What is being asked
Below are records; report the number of lines among them that include the word "ints", and nothing further.

Start of Dataset extract

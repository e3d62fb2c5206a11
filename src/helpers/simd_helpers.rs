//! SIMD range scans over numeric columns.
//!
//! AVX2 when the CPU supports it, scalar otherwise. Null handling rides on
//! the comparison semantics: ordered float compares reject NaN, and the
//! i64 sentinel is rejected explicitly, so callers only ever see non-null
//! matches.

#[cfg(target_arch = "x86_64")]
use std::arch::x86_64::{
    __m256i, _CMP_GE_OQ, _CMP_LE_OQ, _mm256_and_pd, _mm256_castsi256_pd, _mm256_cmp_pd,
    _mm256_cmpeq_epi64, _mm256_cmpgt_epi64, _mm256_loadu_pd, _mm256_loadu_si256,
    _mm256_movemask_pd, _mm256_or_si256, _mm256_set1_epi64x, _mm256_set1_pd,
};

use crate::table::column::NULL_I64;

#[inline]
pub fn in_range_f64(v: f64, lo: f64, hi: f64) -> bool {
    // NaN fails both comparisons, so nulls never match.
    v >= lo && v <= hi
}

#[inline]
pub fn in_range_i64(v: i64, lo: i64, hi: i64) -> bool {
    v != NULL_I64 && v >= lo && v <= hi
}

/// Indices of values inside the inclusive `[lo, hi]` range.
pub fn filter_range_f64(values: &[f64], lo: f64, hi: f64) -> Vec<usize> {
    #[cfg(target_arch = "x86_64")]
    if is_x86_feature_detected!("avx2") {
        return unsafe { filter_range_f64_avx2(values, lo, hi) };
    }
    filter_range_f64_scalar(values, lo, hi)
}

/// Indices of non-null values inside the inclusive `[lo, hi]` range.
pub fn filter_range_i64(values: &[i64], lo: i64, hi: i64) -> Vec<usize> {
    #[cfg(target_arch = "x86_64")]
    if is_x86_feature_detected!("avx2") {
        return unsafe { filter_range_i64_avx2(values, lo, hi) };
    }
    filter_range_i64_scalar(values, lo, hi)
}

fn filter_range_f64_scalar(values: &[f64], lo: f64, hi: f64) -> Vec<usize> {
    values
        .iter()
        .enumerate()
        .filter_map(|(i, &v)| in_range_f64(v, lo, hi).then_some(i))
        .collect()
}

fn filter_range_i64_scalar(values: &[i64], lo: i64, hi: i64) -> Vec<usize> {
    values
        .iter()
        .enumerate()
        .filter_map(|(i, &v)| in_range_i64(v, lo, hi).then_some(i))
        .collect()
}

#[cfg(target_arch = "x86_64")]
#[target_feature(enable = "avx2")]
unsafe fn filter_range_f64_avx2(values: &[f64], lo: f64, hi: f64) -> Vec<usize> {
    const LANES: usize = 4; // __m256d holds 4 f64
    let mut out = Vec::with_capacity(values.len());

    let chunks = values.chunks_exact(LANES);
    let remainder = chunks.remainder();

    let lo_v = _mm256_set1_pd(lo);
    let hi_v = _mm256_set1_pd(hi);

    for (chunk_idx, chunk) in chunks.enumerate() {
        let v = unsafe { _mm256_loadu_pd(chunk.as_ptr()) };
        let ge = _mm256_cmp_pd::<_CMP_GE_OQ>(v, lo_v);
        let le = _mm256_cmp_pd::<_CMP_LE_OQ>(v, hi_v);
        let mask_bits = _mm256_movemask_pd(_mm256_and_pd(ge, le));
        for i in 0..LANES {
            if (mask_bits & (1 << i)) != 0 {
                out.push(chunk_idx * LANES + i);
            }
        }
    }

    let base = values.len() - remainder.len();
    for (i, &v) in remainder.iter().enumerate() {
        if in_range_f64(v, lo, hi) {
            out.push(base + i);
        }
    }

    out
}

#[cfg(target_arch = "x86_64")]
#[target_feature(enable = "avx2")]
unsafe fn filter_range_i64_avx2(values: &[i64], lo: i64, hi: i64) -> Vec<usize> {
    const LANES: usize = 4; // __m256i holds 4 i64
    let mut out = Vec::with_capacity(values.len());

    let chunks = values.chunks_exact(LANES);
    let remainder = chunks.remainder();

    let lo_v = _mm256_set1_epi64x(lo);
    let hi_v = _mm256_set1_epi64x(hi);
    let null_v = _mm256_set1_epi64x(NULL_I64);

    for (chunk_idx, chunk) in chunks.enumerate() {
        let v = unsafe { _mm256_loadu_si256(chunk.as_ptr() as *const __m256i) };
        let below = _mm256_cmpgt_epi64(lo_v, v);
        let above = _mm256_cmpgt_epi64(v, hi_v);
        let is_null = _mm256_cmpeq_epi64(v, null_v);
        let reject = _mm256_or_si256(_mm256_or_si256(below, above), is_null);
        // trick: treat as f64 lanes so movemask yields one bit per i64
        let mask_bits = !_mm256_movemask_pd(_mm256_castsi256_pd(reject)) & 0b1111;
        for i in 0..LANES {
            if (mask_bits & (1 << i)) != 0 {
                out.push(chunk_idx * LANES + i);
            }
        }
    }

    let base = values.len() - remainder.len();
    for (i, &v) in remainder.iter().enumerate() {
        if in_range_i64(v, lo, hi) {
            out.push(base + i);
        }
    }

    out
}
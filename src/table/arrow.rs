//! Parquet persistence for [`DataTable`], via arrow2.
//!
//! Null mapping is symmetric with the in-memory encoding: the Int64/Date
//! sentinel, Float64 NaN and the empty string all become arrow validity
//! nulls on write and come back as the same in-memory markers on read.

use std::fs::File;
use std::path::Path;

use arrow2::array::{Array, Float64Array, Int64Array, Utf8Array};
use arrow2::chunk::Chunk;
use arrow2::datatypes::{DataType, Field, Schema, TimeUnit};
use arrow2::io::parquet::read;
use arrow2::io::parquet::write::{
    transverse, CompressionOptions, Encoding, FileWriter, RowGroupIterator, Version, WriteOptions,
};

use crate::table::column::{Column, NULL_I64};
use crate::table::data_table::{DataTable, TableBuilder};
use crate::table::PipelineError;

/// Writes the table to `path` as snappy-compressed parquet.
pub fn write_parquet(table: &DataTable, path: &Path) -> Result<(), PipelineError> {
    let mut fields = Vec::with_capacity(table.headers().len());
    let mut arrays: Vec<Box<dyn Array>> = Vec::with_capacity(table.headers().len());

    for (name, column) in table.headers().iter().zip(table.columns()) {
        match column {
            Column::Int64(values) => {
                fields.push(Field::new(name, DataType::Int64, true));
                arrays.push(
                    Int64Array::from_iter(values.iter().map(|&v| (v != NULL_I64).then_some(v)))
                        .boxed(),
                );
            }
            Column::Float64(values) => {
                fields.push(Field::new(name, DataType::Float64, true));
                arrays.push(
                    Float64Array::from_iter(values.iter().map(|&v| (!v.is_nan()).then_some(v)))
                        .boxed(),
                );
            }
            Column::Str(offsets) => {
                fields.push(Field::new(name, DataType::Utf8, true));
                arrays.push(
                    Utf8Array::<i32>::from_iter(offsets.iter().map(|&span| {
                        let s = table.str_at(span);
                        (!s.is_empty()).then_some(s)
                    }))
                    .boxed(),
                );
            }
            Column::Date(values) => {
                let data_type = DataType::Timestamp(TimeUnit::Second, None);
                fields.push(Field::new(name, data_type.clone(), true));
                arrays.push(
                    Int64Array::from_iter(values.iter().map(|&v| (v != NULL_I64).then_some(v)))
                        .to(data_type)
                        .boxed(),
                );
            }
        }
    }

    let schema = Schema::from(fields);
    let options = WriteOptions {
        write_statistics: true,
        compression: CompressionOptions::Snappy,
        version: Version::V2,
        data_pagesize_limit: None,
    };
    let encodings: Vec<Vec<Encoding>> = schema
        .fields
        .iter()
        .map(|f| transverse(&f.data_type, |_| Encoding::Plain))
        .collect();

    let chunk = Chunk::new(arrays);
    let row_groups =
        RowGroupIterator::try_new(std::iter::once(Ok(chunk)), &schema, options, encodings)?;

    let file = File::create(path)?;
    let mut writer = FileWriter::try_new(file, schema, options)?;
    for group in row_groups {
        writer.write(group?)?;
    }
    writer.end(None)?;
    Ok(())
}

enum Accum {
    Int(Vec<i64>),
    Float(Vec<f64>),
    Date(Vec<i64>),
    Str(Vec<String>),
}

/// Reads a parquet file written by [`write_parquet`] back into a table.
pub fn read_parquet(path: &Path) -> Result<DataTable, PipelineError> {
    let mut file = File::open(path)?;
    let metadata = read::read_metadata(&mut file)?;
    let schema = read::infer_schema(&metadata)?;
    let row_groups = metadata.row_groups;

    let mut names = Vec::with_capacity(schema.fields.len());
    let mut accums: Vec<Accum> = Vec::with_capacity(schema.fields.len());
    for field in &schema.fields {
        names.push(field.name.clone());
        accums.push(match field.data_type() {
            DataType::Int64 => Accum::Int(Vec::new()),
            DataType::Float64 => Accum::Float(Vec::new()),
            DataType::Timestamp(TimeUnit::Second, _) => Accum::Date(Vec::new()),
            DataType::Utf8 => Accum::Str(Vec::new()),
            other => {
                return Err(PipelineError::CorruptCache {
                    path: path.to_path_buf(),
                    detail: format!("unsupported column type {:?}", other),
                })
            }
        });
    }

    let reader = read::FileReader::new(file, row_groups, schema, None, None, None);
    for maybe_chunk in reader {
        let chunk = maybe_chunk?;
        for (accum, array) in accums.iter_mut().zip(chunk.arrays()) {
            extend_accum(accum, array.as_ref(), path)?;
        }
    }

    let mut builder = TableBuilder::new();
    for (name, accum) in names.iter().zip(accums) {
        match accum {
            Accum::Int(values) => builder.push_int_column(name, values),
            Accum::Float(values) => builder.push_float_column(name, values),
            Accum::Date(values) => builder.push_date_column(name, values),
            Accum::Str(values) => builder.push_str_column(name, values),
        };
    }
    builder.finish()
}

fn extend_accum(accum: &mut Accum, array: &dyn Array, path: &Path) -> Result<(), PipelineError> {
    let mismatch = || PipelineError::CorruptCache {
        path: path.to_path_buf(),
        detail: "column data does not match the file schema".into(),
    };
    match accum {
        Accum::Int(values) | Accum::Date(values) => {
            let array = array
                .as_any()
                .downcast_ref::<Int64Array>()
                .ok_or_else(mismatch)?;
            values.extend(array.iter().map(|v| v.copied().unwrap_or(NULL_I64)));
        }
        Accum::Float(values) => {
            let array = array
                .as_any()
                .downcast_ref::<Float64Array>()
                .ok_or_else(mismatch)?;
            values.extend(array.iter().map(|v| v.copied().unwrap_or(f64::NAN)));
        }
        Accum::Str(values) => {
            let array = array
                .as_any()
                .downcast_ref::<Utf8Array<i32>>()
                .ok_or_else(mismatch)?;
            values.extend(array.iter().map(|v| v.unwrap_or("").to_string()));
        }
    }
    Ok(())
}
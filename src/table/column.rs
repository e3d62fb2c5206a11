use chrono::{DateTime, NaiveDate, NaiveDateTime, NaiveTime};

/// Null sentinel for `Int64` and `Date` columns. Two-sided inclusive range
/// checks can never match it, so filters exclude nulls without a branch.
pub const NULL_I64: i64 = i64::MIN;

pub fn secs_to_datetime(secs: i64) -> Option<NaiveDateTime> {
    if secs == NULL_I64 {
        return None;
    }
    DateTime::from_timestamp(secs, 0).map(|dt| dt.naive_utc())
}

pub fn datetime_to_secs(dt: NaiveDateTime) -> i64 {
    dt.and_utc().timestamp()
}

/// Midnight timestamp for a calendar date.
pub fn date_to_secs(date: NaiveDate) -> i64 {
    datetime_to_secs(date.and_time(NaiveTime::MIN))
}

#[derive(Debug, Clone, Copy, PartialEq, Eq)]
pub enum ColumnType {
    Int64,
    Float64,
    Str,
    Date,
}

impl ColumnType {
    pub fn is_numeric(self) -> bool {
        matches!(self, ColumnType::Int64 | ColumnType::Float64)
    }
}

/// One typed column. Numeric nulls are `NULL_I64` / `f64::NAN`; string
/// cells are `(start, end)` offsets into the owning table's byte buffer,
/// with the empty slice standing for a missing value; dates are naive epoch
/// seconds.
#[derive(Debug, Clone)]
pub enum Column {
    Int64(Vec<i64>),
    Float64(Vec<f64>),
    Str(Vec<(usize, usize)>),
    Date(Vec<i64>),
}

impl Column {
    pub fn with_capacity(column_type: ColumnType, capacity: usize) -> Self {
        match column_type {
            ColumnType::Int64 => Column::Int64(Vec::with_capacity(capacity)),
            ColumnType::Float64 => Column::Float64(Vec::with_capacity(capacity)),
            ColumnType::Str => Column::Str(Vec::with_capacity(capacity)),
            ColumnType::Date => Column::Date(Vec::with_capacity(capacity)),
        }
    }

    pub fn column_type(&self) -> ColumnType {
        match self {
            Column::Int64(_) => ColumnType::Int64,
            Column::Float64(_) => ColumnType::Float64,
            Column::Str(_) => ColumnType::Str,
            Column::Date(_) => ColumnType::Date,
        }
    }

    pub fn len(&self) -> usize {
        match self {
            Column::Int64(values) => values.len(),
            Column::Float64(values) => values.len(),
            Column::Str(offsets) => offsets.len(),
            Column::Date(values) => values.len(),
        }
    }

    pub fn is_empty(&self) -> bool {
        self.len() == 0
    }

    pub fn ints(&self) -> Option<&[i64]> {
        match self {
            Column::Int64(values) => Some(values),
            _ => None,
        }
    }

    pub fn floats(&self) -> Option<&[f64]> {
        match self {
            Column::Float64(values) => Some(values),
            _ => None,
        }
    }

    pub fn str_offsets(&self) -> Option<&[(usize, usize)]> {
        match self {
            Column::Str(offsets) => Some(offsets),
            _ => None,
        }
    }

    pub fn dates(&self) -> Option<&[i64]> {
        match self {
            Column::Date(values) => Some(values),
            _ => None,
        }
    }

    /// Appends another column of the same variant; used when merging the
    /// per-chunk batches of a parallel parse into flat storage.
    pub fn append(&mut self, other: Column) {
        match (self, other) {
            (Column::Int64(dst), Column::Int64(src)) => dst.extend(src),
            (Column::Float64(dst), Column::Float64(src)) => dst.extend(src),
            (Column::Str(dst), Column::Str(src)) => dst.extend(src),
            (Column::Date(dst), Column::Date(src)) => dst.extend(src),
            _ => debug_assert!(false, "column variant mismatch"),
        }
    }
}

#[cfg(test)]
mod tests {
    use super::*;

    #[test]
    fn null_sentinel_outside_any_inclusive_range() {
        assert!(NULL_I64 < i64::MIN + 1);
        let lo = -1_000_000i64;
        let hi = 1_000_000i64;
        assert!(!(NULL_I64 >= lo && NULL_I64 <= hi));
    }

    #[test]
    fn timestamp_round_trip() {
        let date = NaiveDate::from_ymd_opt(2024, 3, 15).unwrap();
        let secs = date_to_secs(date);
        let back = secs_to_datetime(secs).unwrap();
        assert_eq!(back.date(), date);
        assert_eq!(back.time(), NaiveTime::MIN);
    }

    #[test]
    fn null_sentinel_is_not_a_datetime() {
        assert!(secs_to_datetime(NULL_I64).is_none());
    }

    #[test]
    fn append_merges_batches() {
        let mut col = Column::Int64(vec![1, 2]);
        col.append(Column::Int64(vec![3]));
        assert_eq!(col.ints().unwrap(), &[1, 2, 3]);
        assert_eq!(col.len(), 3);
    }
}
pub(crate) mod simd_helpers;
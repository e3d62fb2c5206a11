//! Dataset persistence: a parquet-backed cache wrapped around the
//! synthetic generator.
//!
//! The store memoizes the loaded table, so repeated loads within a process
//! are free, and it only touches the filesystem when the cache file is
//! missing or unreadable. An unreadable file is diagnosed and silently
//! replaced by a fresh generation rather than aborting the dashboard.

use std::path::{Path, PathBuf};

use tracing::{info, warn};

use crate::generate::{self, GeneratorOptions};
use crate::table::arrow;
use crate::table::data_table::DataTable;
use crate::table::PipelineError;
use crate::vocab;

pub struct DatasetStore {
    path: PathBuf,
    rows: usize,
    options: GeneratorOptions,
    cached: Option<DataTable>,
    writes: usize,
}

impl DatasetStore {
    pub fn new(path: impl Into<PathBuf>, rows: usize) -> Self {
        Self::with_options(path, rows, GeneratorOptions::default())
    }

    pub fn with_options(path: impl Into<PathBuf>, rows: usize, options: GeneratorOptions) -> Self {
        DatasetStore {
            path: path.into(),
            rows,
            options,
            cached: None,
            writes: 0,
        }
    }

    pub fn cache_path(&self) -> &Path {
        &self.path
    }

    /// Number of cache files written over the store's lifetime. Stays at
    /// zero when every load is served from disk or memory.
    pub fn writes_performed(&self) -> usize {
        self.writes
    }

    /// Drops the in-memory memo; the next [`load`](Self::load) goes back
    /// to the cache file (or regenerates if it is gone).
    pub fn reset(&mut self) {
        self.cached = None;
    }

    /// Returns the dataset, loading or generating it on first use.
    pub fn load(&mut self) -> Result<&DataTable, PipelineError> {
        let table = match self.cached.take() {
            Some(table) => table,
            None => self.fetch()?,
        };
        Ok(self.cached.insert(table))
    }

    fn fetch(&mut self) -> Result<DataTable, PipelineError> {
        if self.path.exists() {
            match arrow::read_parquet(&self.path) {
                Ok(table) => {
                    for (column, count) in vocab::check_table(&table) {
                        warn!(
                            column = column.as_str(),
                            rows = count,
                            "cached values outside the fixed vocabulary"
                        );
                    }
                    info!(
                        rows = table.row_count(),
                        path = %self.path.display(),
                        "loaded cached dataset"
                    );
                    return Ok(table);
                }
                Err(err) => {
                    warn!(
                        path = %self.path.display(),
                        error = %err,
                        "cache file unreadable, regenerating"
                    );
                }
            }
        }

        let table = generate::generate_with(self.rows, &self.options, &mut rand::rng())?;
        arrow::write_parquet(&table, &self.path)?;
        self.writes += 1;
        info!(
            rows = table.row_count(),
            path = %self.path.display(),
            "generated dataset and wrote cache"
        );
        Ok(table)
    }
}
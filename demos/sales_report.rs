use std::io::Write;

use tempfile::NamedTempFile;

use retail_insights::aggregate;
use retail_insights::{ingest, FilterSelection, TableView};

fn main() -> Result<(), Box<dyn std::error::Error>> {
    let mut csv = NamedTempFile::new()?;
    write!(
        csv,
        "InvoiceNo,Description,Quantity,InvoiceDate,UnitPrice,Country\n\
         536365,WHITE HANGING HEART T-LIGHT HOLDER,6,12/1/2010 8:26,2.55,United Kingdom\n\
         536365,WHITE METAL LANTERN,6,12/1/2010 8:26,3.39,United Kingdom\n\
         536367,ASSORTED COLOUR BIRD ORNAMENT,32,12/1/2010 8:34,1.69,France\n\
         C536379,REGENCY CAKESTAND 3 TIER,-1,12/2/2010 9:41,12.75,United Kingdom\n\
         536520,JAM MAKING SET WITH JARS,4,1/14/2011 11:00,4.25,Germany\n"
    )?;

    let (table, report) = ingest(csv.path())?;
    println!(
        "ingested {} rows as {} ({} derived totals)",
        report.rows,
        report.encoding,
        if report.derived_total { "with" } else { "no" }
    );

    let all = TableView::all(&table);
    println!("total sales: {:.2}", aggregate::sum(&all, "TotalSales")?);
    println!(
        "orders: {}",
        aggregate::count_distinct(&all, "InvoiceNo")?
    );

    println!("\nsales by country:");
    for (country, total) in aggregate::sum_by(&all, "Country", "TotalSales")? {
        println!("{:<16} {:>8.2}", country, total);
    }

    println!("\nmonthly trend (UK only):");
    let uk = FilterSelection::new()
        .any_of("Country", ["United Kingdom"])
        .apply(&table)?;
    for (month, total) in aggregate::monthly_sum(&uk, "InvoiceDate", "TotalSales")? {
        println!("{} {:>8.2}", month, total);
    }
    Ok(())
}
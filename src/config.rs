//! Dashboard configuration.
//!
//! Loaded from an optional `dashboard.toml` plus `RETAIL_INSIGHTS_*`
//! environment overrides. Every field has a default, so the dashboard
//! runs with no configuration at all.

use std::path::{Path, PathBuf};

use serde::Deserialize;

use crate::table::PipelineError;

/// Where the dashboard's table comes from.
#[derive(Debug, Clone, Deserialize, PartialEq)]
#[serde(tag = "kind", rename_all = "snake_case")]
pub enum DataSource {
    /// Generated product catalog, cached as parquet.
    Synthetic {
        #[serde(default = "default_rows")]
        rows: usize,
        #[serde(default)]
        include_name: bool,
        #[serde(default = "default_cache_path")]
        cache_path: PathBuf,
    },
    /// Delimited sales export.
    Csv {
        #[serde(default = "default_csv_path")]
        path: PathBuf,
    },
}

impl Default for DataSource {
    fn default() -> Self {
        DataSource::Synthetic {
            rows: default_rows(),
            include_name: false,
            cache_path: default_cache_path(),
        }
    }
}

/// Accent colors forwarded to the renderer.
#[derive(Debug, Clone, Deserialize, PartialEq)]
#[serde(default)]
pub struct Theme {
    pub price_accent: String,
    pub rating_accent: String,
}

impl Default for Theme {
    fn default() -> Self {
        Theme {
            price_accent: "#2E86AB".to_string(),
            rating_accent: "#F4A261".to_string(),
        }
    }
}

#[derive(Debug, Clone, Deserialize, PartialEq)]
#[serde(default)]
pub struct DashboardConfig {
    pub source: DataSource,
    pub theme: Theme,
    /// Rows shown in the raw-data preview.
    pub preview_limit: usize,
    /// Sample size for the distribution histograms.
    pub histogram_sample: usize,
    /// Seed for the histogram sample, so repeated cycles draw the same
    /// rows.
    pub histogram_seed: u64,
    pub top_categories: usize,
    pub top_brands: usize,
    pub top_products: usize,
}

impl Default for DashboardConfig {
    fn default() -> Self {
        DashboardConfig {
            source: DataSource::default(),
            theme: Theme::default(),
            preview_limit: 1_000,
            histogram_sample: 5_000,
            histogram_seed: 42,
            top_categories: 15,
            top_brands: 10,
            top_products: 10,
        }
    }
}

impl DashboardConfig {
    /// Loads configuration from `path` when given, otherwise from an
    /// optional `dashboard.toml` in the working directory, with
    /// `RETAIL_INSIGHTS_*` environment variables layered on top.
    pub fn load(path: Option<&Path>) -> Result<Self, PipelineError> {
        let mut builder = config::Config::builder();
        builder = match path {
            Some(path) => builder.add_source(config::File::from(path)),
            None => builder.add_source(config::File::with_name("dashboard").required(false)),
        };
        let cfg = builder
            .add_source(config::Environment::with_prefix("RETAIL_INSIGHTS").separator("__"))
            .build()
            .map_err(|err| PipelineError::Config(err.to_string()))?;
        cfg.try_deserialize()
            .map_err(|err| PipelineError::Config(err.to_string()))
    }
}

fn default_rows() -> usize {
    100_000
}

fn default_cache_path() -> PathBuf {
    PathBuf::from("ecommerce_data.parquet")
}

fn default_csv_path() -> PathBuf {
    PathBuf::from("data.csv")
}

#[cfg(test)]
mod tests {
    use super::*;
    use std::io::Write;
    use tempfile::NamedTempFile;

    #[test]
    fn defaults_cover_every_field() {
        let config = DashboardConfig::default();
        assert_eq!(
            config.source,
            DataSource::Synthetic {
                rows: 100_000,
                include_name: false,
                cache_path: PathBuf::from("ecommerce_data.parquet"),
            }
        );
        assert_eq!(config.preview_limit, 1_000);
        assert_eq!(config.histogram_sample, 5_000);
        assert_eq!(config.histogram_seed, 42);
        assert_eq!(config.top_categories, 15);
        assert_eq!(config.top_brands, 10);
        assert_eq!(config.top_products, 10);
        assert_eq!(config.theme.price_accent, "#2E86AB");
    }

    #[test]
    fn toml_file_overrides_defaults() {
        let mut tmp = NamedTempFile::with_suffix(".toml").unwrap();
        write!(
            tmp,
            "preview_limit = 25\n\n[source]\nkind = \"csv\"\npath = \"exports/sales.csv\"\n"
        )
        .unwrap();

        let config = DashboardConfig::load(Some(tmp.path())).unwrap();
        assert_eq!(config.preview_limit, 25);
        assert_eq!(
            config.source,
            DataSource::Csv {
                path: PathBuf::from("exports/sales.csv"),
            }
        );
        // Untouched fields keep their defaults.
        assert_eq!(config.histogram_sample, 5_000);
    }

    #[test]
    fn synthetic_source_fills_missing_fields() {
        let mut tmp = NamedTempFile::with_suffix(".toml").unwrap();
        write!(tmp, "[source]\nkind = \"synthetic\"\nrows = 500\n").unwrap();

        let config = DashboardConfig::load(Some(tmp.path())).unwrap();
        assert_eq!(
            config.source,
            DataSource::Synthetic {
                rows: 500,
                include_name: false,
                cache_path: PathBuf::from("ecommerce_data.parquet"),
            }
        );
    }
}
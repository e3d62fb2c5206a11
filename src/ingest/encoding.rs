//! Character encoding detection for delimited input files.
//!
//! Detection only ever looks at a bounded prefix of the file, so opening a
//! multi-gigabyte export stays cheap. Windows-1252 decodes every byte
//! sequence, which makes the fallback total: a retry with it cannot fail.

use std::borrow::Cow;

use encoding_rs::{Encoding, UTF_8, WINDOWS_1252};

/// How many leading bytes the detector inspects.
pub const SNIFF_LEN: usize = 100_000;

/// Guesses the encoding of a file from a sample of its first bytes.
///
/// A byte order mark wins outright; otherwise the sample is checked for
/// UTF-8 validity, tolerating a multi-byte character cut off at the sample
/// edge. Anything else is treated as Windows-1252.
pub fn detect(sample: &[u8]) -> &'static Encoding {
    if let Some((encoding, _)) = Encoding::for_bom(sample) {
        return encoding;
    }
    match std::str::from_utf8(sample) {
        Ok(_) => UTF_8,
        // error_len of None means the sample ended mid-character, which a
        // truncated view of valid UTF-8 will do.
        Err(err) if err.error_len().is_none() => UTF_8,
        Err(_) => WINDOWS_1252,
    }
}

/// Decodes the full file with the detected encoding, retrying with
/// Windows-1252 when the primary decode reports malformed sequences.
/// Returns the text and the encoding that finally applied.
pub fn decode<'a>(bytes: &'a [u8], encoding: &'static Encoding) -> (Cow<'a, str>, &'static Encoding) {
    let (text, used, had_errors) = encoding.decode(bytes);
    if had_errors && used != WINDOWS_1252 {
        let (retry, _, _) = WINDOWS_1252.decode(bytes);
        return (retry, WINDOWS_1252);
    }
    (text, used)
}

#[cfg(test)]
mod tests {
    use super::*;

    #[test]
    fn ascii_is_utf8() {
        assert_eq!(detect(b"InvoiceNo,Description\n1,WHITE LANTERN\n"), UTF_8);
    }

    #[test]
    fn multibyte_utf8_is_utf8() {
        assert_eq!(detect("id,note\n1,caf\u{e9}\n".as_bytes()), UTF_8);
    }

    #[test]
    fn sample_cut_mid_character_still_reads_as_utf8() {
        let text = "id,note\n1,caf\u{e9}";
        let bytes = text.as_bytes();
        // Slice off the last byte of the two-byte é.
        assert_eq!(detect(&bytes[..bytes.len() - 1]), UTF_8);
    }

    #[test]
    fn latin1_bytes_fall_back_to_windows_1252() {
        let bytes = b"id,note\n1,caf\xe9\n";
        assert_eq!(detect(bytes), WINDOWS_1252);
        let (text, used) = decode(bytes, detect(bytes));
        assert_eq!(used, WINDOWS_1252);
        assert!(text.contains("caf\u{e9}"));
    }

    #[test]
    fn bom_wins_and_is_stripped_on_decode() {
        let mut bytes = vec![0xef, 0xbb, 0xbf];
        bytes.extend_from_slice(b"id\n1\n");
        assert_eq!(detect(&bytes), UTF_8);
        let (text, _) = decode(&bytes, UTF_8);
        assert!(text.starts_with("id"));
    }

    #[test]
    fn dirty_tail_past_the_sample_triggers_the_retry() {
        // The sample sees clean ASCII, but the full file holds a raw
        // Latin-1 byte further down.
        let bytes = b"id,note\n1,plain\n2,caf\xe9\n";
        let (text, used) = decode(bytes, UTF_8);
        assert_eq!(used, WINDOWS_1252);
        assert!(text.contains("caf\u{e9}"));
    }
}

End of Dataset extract

Result of this exercise
2